The timeline also does not include potential supply-chain bottlenecks. Because some of our supplies, such as zippers and thread and buttons may have a lead time of months, we need to keep large surpluses on hand in order to be sure our operations are not held up.
Our Ranchers will begin working on WeatherWool more than three years before they actually get paid. And WeatherWool will be out of pocket for about 18 months before we have finished garments. That is, it takes a year-and-a-half from the time we purchase raw wool from the Ranchers until our customers purchase finished garments.
This sounds like (and certainly FEELS like!) a very long time to me, but I don't have any other frame of reference.
As WeatherWool grows, we will be working more and more closely with our Ranchers and all our Partners.

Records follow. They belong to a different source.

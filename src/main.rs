use std::net::SocketAddr;
use std::path::PathBuf;
use std::sync::Arc;

use anyhow::Result;
use clap::Parser;
use swot::server::{AppState, router};
use swot::{NoteStore, ask};
use tracing::info;

/// swot - study-notes server with an AI explanation endpoint
#[derive(Parser)]
#[command(name = "swot")]
#[command(about = "A study-notes server with an AI explanation endpoint")]
#[command(version)]
struct Cli {
    /// Address to listen on
    #[arg(long, default_value = "127.0.0.1:8080")]
    listen: SocketAddr,

    /// Path to the notes JSON file
    #[arg(long, default_value = "data/notes.json", value_name = "FILE")]
    data_file: PathBuf,

    /// Never write the notes file; note creation returns copy-paste content
    /// instead (also enabled by SWOT_READ_ONLY=1)
    #[arg(long)]
    read_only: bool,
}

#[tokio::main]
async fn main() -> Result<()> {
    dotenvy::dotenv().ok();
    let cli = Cli::parse();

    let env_filter = tracing_subscriber::EnvFilter::try_from_default_env()
        .unwrap_or_else(|_| "swot=debug,tower_http=debug".into());
    tracing_subscriber::fmt().with_env_filter(env_filter).init();

    let read_only = cli.read_only || read_only_from_env();
    let store = NoteStore::new(&cli.data_file, read_only);
    let state = AppState {
        store: Arc::new(store),
        http: ask::http_client()?,
    };

    info!(
        listen = %cli.listen,
        data_file = %cli.data_file.display(),
        read_only,
        "starting swot"
    );

    let listener = tokio::net::TcpListener::bind(cli.listen).await?;
    axum::serve(listener, router(state)).await?;
    Ok(())
}

fn read_only_from_env() -> bool {
    std::env::var("SWOT_READ_ONLY").is_ok_and(|v| v == "1" || v.eq_ignore_ascii_case("true"))
}
//! Read-side helpers over the note store.
//!
//! Nothing here is stateful; these functions just reshape what
//! [`crate::store::NoteStore::list_all`] returns for display.

use crate::models::{Note, Subject};

/// Groups notes by subject in fixed subject order.
///
/// Within each group the input order is preserved, so feeding this the
/// store's recency-sorted list keeps each group recency-sorted too.
/// Subjects with no notes are omitted.
pub fn group_by_subject(notes: Vec<Note>) -> Vec<(Subject, Vec<Note>)> {
    Subject::ALL
        .into_iter()
        .filter_map(|subject| {
            let group: Vec<Note> = notes
                .iter()
                .filter(|n| n.subject == subject)
                .cloned()
                .collect();
            if group.is_empty() {
                None
            } else {
                Some((subject, group))
            }
        })
        .collect()
}
//! swot — a single-student study-notes service.
//!
//! Notes live in one JSON file and are grouped by school subject; an ask
//! endpoint forwards questions to an OpenAI-compatible model provider and
//! returns a structured four-part explanation. When the notes file cannot
//! be written (read-only deployments), note creation degrades to returning
//! copy-paste content instead of failing.

pub mod ask;
pub mod models;
pub mod query;
pub mod server;
pub mod store;

pub use ask::{AskAnswer, AskClient, AskConfig, AskError};
pub use models::{CreateNoteInput, Note, Subject};
pub use store::{CreateNoteResult, NoteStore, StoreError};
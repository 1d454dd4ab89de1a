/// AI explanation endpoint: upstream chat-completion client and answer parsing.
///
/// A question goes out as one synchronous request to an OpenAI-compatible
/// API; the reply comes back as a four-field [`AskAnswer`], degrading to a
/// single-field answer when the model ignores the JSON instructions.
mod answer;
mod client;

pub use answer::{AskAnswer, ModelOutput, resolve_answer};
pub use client::{AskClient, AskConfig, AskError, DEFAULT_BASE_URL, DEFAULT_MODEL, http_client};
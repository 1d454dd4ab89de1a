use serde::{Deserialize, Serialize};
use std::fmt;
use std::str::FromStr;

/// School subject a note belongs to.
///
/// The set is closed: every persisted note carries exactly one of these
/// categories, and records with anything else are dropped on read.
#[derive(Debug, Clone, Copy, PartialEq, Eq, Hash, Serialize, Deserialize)]
#[serde(rename_all = "lowercase")]
pub enum Subject {
    Math,
    English,
    Chinese,
    Physics,
    Chemistry,
}

impl Subject {
    /// All subjects in display order.
    pub const ALL: [Subject; 5] = [
        Subject::Math,
        Subject::English,
        Subject::Chinese,
        Subject::Physics,
        Subject::Chemistry,
    ];

    /// Returns the lowercase token used in the JSON store and the API.
    pub fn as_str(self) -> &'static str {
        match self {
            Self::Math => "math",
            Self::English => "english",
            Self::Chinese => "chinese",
            Self::Physics => "physics",
            Self::Chemistry => "chemistry",
        }
    }

    /// Returns the Chinese display label shown to the student.
    pub fn label(self) -> &'static str {
        match self {
            Self::Math => "数学",
            Self::English => "英语",
            Self::Chinese => "语文",
            Self::Physics => "物理",
            Self::Chemistry => "化学",
        }
    }
}

impl fmt::Display for Subject {
    fn fmt(&self, f: &mut fmt::Formatter<'_>) -> fmt::Result {
        f.write_str(self.as_str())
    }
}

/// Error returned when a string is not a recognized subject.
#[derive(Debug, Clone, PartialEq, Eq)]
pub struct UnknownSubject(pub String);

impl fmt::Display for UnknownSubject {
    fn fmt(&self, f: &mut fmt::Formatter<'_>) -> fmt::Result {
        write!(f, "unknown subject: {}", self.0)
    }
}

impl std::error::Error for UnknownSubject {}

impl FromStr for Subject {
    type Err = UnknownSubject;

    fn from_str(s: &str) -> Result<Self, Self::Err> {
        match s {
            "math" => Ok(Self::Math),
            "english" => Ok(Self::English),
            "chinese" => Ok(Self::Chinese),
            "physics" => Ok(Self::Physics),
            "chemistry" => Ok(Self::Chemistry),
            other => Err(UnknownSubject(other.to_string())),
        }
    }
}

There are still other significant wrinkles in the production. Sometimes the weavers or knitters won't like the cones on which yarn has been delivered ... won't feed through their machines smoothly. Reconing yarns can take significant time! Also, because our warp and weft yarns (warp runs lengthwise, weft runs horizontal) are spun differently, it's almost a certainty that when the weaving is done, we'll have some warp or some weft left over. That's not a delay, but it is a big deal! It's expensive stuff, and we need to figure out what to do with it. The leftover yarns may not be used for yet another year or two.
THANKS to Advisor Bob Padula for the Rancher-section of the timeline.